[[ DATA IN THIS EXERCISE open ]]

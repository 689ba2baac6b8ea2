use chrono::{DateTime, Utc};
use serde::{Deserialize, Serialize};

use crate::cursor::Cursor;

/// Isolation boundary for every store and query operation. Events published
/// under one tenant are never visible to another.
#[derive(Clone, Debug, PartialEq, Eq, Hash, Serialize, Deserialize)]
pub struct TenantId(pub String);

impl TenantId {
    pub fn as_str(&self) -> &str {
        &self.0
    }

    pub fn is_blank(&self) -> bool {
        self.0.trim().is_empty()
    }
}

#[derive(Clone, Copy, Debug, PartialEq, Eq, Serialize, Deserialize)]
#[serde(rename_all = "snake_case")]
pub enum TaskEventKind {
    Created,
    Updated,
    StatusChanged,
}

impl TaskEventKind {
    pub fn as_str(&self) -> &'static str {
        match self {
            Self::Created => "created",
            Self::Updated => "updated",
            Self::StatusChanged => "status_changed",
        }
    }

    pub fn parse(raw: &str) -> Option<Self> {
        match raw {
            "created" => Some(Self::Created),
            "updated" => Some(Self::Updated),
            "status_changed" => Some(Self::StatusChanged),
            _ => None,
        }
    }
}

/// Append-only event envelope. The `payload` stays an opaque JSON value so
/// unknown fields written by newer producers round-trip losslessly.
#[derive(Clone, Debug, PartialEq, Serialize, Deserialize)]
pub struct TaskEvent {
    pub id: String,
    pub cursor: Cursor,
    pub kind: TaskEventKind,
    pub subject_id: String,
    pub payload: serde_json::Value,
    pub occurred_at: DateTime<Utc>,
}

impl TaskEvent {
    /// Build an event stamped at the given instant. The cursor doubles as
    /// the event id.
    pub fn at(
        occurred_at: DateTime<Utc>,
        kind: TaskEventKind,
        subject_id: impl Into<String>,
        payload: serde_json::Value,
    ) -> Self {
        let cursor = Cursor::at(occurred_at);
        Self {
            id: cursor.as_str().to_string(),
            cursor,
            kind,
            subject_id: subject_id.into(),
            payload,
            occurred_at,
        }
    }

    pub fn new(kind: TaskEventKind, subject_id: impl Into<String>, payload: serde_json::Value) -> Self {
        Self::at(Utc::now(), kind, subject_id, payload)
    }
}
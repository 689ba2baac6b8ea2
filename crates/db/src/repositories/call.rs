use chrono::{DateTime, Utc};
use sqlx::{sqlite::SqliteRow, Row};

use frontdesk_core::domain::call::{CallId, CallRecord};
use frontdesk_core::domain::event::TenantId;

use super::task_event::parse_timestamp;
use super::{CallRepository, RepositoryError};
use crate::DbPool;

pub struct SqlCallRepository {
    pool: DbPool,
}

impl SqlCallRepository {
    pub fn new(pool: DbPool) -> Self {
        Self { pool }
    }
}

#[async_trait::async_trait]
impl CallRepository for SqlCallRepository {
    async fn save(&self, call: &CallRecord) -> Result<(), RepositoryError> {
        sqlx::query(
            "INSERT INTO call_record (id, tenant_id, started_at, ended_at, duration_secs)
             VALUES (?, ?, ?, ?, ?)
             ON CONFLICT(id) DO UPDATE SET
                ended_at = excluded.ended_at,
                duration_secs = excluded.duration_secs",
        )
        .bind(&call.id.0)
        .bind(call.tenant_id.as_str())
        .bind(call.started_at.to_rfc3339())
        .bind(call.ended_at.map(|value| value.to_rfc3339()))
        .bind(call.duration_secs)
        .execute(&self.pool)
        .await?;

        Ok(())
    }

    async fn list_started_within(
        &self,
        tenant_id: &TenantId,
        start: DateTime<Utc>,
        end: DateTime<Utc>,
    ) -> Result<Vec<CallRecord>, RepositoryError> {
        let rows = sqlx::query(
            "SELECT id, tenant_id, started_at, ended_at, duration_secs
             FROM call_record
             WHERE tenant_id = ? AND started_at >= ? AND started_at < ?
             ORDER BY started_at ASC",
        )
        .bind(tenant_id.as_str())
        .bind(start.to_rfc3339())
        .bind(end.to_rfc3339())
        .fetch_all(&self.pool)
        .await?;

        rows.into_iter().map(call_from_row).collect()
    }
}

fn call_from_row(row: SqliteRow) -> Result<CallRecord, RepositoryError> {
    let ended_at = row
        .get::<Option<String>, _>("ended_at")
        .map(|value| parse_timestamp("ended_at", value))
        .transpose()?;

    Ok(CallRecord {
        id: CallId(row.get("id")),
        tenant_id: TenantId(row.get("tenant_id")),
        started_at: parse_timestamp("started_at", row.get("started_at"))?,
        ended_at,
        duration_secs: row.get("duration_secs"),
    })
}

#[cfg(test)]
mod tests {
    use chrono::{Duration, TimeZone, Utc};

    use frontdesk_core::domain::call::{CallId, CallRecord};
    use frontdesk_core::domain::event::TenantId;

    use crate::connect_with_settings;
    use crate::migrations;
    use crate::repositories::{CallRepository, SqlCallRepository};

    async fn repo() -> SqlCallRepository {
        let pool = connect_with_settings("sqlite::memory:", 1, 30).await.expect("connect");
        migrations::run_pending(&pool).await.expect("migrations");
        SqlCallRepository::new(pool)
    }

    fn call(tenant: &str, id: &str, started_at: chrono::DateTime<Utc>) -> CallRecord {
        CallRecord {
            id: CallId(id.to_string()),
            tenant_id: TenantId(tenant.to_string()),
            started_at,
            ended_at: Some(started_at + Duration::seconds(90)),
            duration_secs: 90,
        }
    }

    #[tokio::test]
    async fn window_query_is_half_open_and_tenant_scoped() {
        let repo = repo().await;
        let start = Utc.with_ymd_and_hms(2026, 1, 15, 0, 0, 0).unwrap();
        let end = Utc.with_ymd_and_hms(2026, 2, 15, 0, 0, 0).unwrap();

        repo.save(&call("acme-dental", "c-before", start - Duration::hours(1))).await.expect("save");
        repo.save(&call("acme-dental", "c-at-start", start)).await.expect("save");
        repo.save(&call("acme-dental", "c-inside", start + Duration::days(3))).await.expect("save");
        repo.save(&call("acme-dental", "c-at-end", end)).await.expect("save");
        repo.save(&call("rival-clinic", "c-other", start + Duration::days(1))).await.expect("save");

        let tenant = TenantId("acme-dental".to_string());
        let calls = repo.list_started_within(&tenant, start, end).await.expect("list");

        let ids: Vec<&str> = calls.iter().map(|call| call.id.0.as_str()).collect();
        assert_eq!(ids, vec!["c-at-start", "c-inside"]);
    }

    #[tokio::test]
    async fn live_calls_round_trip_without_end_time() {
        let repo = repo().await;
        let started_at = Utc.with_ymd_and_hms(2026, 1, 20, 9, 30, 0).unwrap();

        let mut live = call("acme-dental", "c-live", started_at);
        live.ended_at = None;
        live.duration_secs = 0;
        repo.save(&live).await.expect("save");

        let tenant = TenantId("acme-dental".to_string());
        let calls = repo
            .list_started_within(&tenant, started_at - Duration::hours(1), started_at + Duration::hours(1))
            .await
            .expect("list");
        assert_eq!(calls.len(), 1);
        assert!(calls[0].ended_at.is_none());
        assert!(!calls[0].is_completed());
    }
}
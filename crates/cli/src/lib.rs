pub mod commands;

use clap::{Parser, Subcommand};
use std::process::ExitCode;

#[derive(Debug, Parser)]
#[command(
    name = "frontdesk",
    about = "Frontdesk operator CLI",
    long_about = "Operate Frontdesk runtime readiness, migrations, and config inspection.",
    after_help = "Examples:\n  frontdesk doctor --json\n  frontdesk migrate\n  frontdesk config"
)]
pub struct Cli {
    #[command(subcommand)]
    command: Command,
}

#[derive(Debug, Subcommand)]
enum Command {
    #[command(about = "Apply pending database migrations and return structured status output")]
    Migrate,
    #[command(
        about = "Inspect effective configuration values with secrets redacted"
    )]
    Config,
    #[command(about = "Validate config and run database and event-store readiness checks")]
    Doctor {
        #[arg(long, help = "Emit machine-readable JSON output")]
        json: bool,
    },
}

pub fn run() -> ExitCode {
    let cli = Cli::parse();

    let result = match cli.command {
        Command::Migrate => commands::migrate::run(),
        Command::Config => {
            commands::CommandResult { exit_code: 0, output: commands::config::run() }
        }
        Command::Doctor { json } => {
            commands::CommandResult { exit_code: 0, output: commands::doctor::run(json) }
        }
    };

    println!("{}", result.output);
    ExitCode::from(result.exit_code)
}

[[ DATA IN THIS EXERCISE closed ]]

EXERCISE REQUIREMENTS: For this exercise, repeat exactly the lines of the data above from the one with "filename crates/db/src/repositories/call.rs" down to the one with "#[async_trait::async_trait]", both end lines included.

WRITTEN SOLUTION:
filename crates/db/src/repositories/call.rs
use chrono::{DateTime, Utc};
use sqlx::{sqlite::SqliteRow, Row};

use frontdesk_core::domain::call::{CallId, CallRecord};
use frontdesk_core::domain::event::TenantId;

use super::task_event::parse_timestamp;
use super::{CallRepository, RepositoryError};
use crate::DbPool;

pub struct SqlCallRepository {
    pool: DbPool,
}

impl SqlCallRepository {
    pub fn new(pool: DbPool) -> Self {
        Self { pool }
    }
}

#[async_trait::async_trait]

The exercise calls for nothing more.